書籍のように標準得点で折れ線グラフにする場合
(上述の標準得点を使って Excel で作った方が早いかもしれませんが・・・)

# 標準得点の平均をリストから抽出
means <- aggregate(x[, 1:ncol(x)-1], by=list(x$cluster), FUN=mean)
means <- means[,-1]
Cluster1 <- as.numeric(means[1,])
Cluster2 <- as.numeric(means[2,])
Cluster3 <- as.numeric(means[3,])

# 外枠範囲と軸名指定
par(family="HiraKakuPro-W3") #Macで日本語表記するため
par(xaxt="n")                #横軸に座標を書かない指定
plot(c(0,0),xlim=c(1,6),ylim=c(-1.5, 1.5),type="n",xlab="変数",ylab="z 得点")

# 横軸に変数名を入れる
par(xaxt="s")  #横軸に座標を再度書く指定
axis(1, c(1,2,3,4,5,6), c("TOEIC","音声","関連づけ","外発的動機","内発的動機","学習時間"))

# 凡例の追加
legend("topright", legend = c("Cluster 1","Cluster 2", "Cluster 3"), lty = c(1,2,3), pch = c(1,2,3), col=c(1,2,3))

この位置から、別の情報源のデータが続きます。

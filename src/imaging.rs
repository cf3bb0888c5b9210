//! External imaging tool seam.
//!
//! The core only depends on success/failure of each imaging call, so the
//! tool sits behind a trait: production uses a DISM-style command-line
//! binary, tests substitute a scripted fake. The shell inspector is a
//! separate, best-effort collaborator whose failure never fails servicing.

use std::path::{Path, PathBuf};

use crate::error::ServicingError;
use crate::process::Cmd;

/// Offline-image operations the servicing layer needs.
///
/// Any tool exposing equivalent mount/mutate/commit semantics can
/// implement this.
pub trait ImagingTool {
    fn mount(&self, image: &Path, index: u32, mount_dir: &Path) -> Result<(), ServicingError>;

    /// Inject every driver found under `driver_dir`, recursively.
    fn add_driver(&self, mount_dir: &Path, driver_dir: &Path) -> Result<(), ServicingError>;

    /// Enable a feature with its dependency closure.
    fn enable_feature(&self, mount_dir: &Path, feature: &str) -> Result<(), ServicingError>;

    fn add_package(&self, mount_dir: &Path, package: &Path) -> Result<(), ServicingError>;

    /// Unmount the image, committing when `commit` is true, discarding
    /// otherwise.
    fn unmount(&self, mount_dir: &Path, commit: bool) -> Result<(), ServicingError>;

    fn capture(
        &self,
        volume: &Path,
        image: &Path,
        name: &str,
        compression: &str,
    ) -> Result<(), ServicingError>;

    fn apply(&self, image: &Path, index: u32, target_dir: &Path) -> Result<(), ServicingError>;
}

/// DISM-style command-line imaging tool.
#[derive(Debug, Clone)]
pub struct DismCli {
    binary: PathBuf,
}

impl DismCli {
    /// Locate the imaging binary on this host.
    ///
    /// Fails with `PlatformUnsupported` before any mutation begins when
    /// the tool is absent.
    pub fn locate(binary: &str) -> Result<Self, ServicingError> {
        let path = which::which(binary).map_err(|_| ServicingError::PlatformUnsupported {
            tool: binary.to_string(),
        })?;
        Ok(Self { binary: path })
    }

    /// Wrap an already-resolved binary path (used when the caller has its
    /// own discovery).
    pub fn from_path(binary: PathBuf) -> Self {
        Self { binary }
    }

    fn run(&self, operation: &str, cmd: Cmd) -> Result<(), ServicingError> {
        cmd.error_msg(format!("{operation} failed"))
            .run()
            .map(|_| ())
            .map_err(|e| ServicingError::Tool {
                operation: operation.to_string(),
                detail: e.to_string(),
            })
    }

    fn cmd(&self) -> Cmd {
        Cmd::new(self.binary.to_string_lossy())
    }
}

impl ImagingTool for DismCli {
    fn mount(&self, image: &Path, index: u32, mount_dir: &Path) -> Result<(), ServicingError> {
        self.run(
            "mount-image",
            self.cmd()
                .arg("/Mount-Image")
                .arg(format!("/ImageFile:{}", image.display()))
                .arg(format!("/Index:{index}"))
                .arg(format!("/MountDir:{}", mount_dir.display())),
        )
    }

    fn add_driver(&self, mount_dir: &Path, driver_dir: &Path) -> Result<(), ServicingError> {
        self.run(
            "add-driver",
            self.cmd()
                .arg(format!("/Image:{}", mount_dir.display()))
                .arg("/Add-Driver")
                .arg(format!("/Driver:{}", driver_dir.display()))
                .arg("/Recurse"),
        )
    }

    fn enable_feature(&self, mount_dir: &Path, feature: &str) -> Result<(), ServicingError> {
        self.run(
            "enable-feature",
            self.cmd()
                .arg(format!("/Image:{}", mount_dir.display()))
                .arg("/Enable-Feature")
                .arg(format!("/FeatureName:{feature}"))
                .arg("/All"),
        )
    }

    fn add_package(&self, mount_dir: &Path, package: &Path) -> Result<(), ServicingError> {
        self.run(
            "add-package",
            self.cmd()
                .arg(format!("/Image:{}", mount_dir.display()))
                .arg("/Add-Package")
                .arg(format!("/PackagePath:{}", package.display())),
        )
    }

    fn unmount(&self, mount_dir: &Path, commit: bool) -> Result<(), ServicingError> {
        let outcome = if commit { "/Commit" } else { "/Discard" };
        self.run(
            "unmount-image",
            self.cmd()
                .arg("/Unmount-Image")
                .arg(format!("/MountDir:{}", mount_dir.display()))
                .arg(outcome),
        )
    }

    fn capture(
        &self,
        volume: &Path,
        image: &Path,
        name: &str,
        compression: &str,
    ) -> Result<(), ServicingError> {
        self.run(
            "capture-image",
            self.cmd()
                .arg("/Capture-Image")
                .arg(format!("/ImageFile:{}", image.display()))
                .arg(format!("/CaptureDir:{}", volume.display()))
                .arg(format!("/Name:{name}"))
                .arg(format!("/Compress:{compression}")),
        )
    }

    fn apply(&self, image: &Path, index: u32, target_dir: &Path) -> Result<(), ServicingError> {
        self.run(
            "apply-image",
            self.cmd()
                .arg("/Apply-Image")
                .arg(format!("/ImageFile:{}", image.display()))
                .arg(format!("/Index:{index}"))
                .arg(format!("/ApplyDir:{}", target_dir.display())),
        )
    }
}

/// Best-effort post-mutation inspection of a mounted image.
pub trait MountInspector {
    fn inspect(&self, mount_dir: &Path) -> anyhow::Result<String>;
}

/// Runs the configured shell tool to list the drivers present in a mount.
///
/// Failures here are logged and swallowed by the caller; inspection never
/// fails the servicing operation.
#[derive(Debug, Clone)]
pub struct ShellInspector {
    binary: String,
}

impl ShellInspector {
    pub fn new(binary: impl Into<String>) -> Self {
        Self {
            binary: binary.into(),
        }
    }
}

impl MountInspector for ShellInspector {
    fn inspect(&self, mount_dir: &Path) -> anyhow::Result<String> {
        let result = Cmd::new(&self.binary)
            .arg("-Command")
            .arg(format!("Get-WindowsDriver -Path '{}'", mount_dir.display()))
            .allow_fail()
            .run()?;
        Ok(result.stdout_trimmed().to_string())
    }
}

# y軸の0で横線を引いて,実線(lty=1)を0.2の太さで引く
abline(h=0, lwd=0.2, lty=1)

# クラスターごとにプロットの点や線の指定(点や線,色は凡例に合わせている)
points(Cluster1, pch=1, col=1);lines(Cluster1, col=1, lty=1)
points(Cluster2, pch=2, col=2);lines(Cluster2, col=2, lty=2)
points(Cluster3, pch=3, col=3);lines(Cluster3, col=3, lty=3)

 


■ Rcommanderを使う場合

library(Rcmdr)   # Rcommanderパッケージの読み込み

コンソールでデータの読み込みができている場合は,
<アクティブデータセットなし>をクリックし,datを選択。
参照 Rコマンダーでデータを読み込む場合

 

記述統計と相関係数

(1) 記述統計は,[統計量]→[要約]→[数値による要約]を選ぶ。

(2) 相関係数は,[統計量]→[要約]→[相関行列]で変数を選択する。

(3) 散布図は,[グラフ]→[散布図行列]で変数を選択する。
「対角位置に」で「ヒストグラム」を選択しておけば,
ヒストグラムを表示する事が可能。

クラスター分析の実行

(1) [データ]→[アクティブデータセット内の変数の管理]→[変数の標準化]
から,すべての変数を選択し,OKをクリック。

(2) [統計量]→[次元解析]→[クラスタ分析]→[階層的クラスタ分析]を選び,
Z.TOEICなどのZ.のついた変数をすべて選択する。
「クラスタリングの方法」はウォード法,「距離の測度」は
ユークリッド距離の平方,そしてデンドログラムを描く にチェックを
入れて,OKをクリック。 デンドログラムを確認して,いくつの
クラスターに分けるのか考える。

クラスターに分ける

(1) [統計量]→[次元解析]→[クラスタ分析]→[階層的クラスタリングの結果を
データセットに保存]を選択。

(2) 「クラスタリング解の1つを選択」で上記までで行った分析結果を
選択し,クラスタ数を指定。

(3) クラスターごとの人数や平均は,[統計量]→[次元解析]→[クラスタ分析]
→[階層的クラスタリングの要約]で確認する事が可能。

(4) クラスターごとの特徴は,[グラフ]→[平均のプロット]や,[箱ひげ図]を
描く事によって確認する。

(5) クラスターの平均点を使って変数ごとに分散分析すれば,クラスター分けが
うまくできているか確認することも可能。